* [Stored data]
>>

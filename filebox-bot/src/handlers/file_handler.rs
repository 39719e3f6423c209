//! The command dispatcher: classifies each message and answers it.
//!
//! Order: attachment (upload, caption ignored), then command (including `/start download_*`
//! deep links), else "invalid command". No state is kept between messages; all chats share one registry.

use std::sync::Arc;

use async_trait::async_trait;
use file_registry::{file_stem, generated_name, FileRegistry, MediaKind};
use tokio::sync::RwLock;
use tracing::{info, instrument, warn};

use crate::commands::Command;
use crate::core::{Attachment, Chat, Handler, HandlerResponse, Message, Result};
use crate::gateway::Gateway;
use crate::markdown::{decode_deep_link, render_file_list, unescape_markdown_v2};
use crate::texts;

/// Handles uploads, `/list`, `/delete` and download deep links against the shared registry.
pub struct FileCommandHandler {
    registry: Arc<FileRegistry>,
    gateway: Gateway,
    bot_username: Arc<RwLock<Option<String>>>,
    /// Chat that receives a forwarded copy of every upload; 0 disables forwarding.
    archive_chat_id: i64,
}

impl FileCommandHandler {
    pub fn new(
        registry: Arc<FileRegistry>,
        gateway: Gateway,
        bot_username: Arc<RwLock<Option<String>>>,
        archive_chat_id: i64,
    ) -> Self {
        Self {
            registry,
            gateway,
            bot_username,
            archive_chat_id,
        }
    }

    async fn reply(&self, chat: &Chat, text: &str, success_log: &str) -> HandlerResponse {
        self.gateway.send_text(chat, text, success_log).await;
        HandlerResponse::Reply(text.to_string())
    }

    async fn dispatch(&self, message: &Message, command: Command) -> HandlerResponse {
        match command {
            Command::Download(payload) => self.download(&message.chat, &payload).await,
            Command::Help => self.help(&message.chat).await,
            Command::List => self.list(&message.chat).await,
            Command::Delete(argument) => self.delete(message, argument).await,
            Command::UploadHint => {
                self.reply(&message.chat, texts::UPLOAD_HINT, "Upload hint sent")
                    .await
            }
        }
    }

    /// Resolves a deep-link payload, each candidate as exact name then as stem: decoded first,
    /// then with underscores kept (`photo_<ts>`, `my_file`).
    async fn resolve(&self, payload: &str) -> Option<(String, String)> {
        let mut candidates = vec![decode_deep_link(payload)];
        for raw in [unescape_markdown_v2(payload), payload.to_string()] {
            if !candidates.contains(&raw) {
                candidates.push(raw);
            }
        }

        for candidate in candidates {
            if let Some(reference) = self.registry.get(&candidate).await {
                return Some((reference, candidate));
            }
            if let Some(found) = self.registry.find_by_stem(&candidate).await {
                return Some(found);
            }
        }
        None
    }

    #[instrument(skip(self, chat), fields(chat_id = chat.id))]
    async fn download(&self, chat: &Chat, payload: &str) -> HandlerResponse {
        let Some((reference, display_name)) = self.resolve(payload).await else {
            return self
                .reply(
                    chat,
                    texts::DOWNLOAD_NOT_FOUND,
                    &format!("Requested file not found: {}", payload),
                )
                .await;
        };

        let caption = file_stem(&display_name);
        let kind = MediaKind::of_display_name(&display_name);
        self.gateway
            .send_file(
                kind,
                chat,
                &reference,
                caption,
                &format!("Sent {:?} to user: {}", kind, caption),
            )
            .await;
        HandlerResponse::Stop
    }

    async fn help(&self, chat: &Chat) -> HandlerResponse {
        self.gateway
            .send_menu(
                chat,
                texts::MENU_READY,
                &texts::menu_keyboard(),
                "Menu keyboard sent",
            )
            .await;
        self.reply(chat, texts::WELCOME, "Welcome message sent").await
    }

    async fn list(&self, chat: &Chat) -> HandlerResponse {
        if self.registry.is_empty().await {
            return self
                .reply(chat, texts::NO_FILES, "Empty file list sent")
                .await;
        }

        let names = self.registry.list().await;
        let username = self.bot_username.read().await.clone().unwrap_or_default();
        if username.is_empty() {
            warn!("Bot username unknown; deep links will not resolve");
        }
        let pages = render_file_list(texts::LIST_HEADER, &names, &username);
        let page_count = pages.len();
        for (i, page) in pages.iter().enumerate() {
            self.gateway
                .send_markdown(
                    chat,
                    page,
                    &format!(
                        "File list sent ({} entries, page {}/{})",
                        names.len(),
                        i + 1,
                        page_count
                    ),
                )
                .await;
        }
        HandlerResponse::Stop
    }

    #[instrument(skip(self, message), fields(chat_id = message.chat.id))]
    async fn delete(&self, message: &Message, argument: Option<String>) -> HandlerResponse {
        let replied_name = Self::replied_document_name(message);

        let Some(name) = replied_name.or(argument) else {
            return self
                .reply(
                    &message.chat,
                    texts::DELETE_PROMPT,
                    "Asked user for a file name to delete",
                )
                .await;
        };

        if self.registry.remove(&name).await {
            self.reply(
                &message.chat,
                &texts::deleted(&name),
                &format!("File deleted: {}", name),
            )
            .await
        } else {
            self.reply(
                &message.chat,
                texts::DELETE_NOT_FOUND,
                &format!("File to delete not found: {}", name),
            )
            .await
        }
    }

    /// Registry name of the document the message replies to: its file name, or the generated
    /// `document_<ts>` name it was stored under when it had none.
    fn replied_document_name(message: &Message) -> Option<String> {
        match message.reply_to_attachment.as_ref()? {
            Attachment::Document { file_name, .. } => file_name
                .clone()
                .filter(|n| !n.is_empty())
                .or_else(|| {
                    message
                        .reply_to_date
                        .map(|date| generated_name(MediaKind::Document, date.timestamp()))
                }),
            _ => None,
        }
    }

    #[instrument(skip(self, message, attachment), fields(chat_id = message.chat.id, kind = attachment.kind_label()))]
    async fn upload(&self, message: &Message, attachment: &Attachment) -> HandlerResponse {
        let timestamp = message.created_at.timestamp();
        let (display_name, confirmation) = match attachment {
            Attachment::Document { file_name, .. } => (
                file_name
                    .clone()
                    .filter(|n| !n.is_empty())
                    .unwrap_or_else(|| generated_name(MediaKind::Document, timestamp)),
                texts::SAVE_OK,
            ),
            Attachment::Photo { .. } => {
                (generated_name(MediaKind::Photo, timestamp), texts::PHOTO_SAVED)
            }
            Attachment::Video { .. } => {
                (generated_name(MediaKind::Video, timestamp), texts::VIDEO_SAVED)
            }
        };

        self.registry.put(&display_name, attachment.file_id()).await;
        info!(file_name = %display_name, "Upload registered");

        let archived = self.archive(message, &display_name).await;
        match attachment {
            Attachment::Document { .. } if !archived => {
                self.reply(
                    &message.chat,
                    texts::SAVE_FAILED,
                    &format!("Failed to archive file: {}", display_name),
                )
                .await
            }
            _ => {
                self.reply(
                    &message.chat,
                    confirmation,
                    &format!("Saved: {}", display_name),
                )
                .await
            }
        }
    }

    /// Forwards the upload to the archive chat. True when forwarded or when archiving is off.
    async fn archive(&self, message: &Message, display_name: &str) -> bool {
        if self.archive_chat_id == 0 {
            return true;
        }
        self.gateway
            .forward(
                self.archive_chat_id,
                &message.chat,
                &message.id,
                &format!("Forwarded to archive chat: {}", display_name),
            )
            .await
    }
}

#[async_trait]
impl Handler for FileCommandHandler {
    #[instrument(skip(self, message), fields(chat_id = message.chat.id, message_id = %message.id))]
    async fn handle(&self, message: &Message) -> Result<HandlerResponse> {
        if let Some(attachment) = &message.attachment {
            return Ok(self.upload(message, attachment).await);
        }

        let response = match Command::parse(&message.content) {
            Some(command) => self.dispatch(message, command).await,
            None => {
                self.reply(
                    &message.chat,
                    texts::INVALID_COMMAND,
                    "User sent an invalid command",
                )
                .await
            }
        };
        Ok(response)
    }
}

<<

* [EXERCISE]
Please give the entries above again in full, exactly as written.

* [RESPONSE BOX]
filename filebox-bot/src/handlers/file_handler.rs
repository 39719e3f6423c209
//! The command dispatcher: classifies each message and answers it.
//!
//! Order: attachment (upload, caption ignored), then command (including `/start download_*`
//! deep links), else "invalid command". No state is kept between messages; all chats share one registry.

use std::sync::Arc;

use async_trait::async_trait;
use file_registry::{file_stem, generated_name, FileRegistry, MediaKind};
use tokio::sync::RwLock;
use tracing::{info, instrument, warn};

use crate::commands::Command;
use crate::core::{Attachment, Chat, Handler, HandlerResponse, Message, Result};
use crate::gateway::Gateway;
use crate::markdown::{decode_deep_link, render_file_list, unescape_markdown_v2};
use crate::texts;

/// Handles uploads, `/list`, `/delete` and download deep links against the shared registry.
pub struct FileCommandHandler {
    registry: Arc<FileRegistry>,
    gateway: Gateway,
    bot_username: Arc<RwLock<Option<String>>>,
    /// Chat that receives a forwarded copy of every upload; 0 disables forwarding.
    archive_chat_id: i64,
}

impl FileCommandHandler {
    pub fn new(
        registry: Arc<FileRegistry>,
        gateway: Gateway,
        bot_username: Arc<RwLock<Option<String>>>,
        archive_chat_id: i64,
    ) -> Self {
        Self {
            registry,
            gateway,
            bot_username,
            archive_chat_id,
        }
    }

    async fn reply(&self, chat: &Chat, text: &str, success_log: &str) -> HandlerResponse {
        self.gateway.send_text(chat, text, success_log).await;
        HandlerResponse::Reply(text.to_string())
    }

    async fn dispatch(&self, message: &Message, command: Command) -> HandlerResponse {
        match command {
            Command::Download(payload) => self.download(&message.chat, &payload).await,
            Command::Help => self.help(&message.chat).await,
            Command::List => self.list(&message.chat).await,
            Command::Delete(argument) => self.delete(message, argument).await,
            Command::UploadHint => {
                self.reply(&message.chat, texts::UPLOAD_HINT, "Upload hint sent")
                    .await
            }
        }
    }

    /// Resolves a deep-link payload, each candidate as exact name then as stem: decoded first,
    /// then with underscores kept (`photo_<ts>`, `my_file`).
    async fn resolve(&self, payload: &str) -> Option<(String, String)> {
        let mut candidates = vec![decode_deep_link(payload)];
        for raw in [unescape_markdown_v2(payload), payload.to_string()] {
            if !candidates.contains(&raw) {
                candidates.push(raw);
            }
        }

        for candidate in candidates {
            if let Some(reference) = self.registry.get(&candidate).await {
                return Some((reference, candidate));
            }
            if let Some(found) = self.registry.find_by_stem(&candidate).await {
                return Some(found);
            }
        }
        None
    }

    #[instrument(skip(self, chat), fields(chat_id = chat.id))]
    async fn download(&self, chat: &Chat, payload: &str) -> HandlerResponse {
        let Some((reference, display_name)) = self.resolve(payload).await else {
            return self
                .reply(
                    chat,
                    texts::DOWNLOAD_NOT_FOUND,
                    &format!("Requested file not found: {}", payload),
                )
                .await;
        };

        let caption = file_stem(&display_name);
        let kind = MediaKind::of_display_name(&display_name);
        self.gateway
            .send_file(
                kind,
                chat,
                &reference,
                caption,
                &format!("Sent {:?} to user: {}", kind, caption),
            )
            .await;
        HandlerResponse::Stop
    }

    async fn help(&self, chat: &Chat) -> HandlerResponse {
        self.gateway
            .send_menu(
                chat,
                texts::MENU_READY,
                &texts::menu_keyboard(),
                "Menu keyboard sent",
            )
            .await;
        self.reply(chat, texts::WELCOME, "Welcome message sent").await
    }

    async fn list(&self, chat: &Chat) -> HandlerResponse {
        if self.registry.is_empty().await {
            return self
                .reply(chat, texts::NO_FILES, "Empty file list sent")
                .await;
        }

        let names = self.registry.list().await;
        let username = self.bot_username.read().await.clone().unwrap_or_default();
        if username.is_empty() {
            warn!("Bot username unknown; deep links will not resolve");
        }
        let pages = render_file_list(texts::LIST_HEADER, &names, &username);
        let page_count = pages.len();
        for (i, page) in pages.iter().enumerate() {
            self.gateway
                .send_markdown(
                    chat,
                    page,
                    &format!(
                        "File list sent ({} entries, page {}/{})",
                        names.len(),
                        i + 1,
                        page_count
                    ),
                )
                .await;
        }
        HandlerResponse::Stop
    }

    #[instrument(skip(self, message), fields(chat_id = message.chat.id))]
    async fn delete(&self, message: &Message, argument: Option<String>) -> HandlerResponse {
        let replied_name = Self::replied_document_name(message);

        let Some(name) = replied_name.or(argument) else {
            return self
                .reply(
                    &message.chat,
                    texts::DELETE_PROMPT,
                    "Asked user for a file name to delete",
                )
                .await;
        };

        if self.registry.remove(&name).await {
            self.reply(
                &message.chat,
                &texts::deleted(&name),
                &format!("File deleted: {}", name),
            )
            .await
        } else {
            self.reply(
                &message.chat,
                texts::DELETE_NOT_FOUND,
                &format!("File to delete not found: {}", name),
            )
            .await
        }
    }

    /// Registry name of the document the message replies to: its file name, or the generated
    /// `document_<ts>` name it was stored under when it had none.
    fn replied_document_name(message: &Message) -> Option<String> {
        match message.reply_to_attachment.as_ref()? {
            Attachment::Document { file_name, .. } => file_name
                .clone()
                .filter(|n| !n.is_empty())
                .or_else(|| {
                    message
                        .reply_to_date
                        .map(|date| generated_name(MediaKind::Document, date.timestamp()))
                }),
            _ => None,
        }
    }

    #[instrument(skip(self, message, attachment), fields(chat_id = message.chat.id, kind = attachment.kind_label()))]
    async fn upload(&self, message: &Message, attachment: &Attachment) -> HandlerResponse {
        let timestamp = message.created_at.timestamp();
        let (display_name, confirmation) = match attachment {
            Attachment::Document { file_name, .. } => (
                file_name
                    .clone()
                    .filter(|n| !n.is_empty())
                    .unwrap_or_else(|| generated_name(MediaKind::Document, timestamp)),
                texts::SAVE_OK,
            ),
            Attachment::Photo { .. } => {
                (generated_name(MediaKind::Photo, timestamp), texts::PHOTO_SAVED)
            }
            Attachment::Video { .. } => {
                (generated_name(MediaKind::Video, timestamp), texts::VIDEO_SAVED)
            }
        };

        self.registry.put(&display_name, attachment.file_id()).await;
        info!(file_name = %display_name, "Upload registered");

        let archived = self.archive(message, &display_name).await;
        match attachment {
            Attachment::Document { .. } if !archived => {
                self.reply(
                    &message.chat,
                    texts::SAVE_FAILED,
                    &format!("Failed to archive file: {}", display_name),
                )
                .await
            }
            _ => {
                self.reply(
                    &message.chat,
                    confirmation,
                    &format!("Saved: {}", display_name),
                )
                .await
            }
        }
    }

    /// Forwards the upload to the archive chat. True when forwarded or when archiving is off.
    async fn archive(&self, message: &Message, display_name: &str) -> bool {
        if self.archive_chat_id == 0 {
            return true;
        }
        self.gateway
            .forward(
                self.archive_chat_id,
                &message.chat,
                &message.id,
                &format!("Forwarded to archive chat: {}", display_name),
            )
            .await
    }
}

#[async_trait]
impl Handler for FileCommandHandler {
    #[instrument(skip(self, message), fields(chat_id = message.chat.id, message_id = %message.id))]
    async fn handle(&self, message: &Message) -> Result<HandlerResponse> {
        if let Some(attachment) = &message.attachment {
            return Ok(self.upload(message, attachment).await);
        }

        let response = match Command::parse(&message.content) {
            Some(command) => self.dispatch(message, command).await,
            None => {
                self.reply(
                    &message.chat,
                    texts::INVALID_COMMAND,
                    "User sent an invalid command",
                )
                .await
            }
        };
        Ok(response)
    }
}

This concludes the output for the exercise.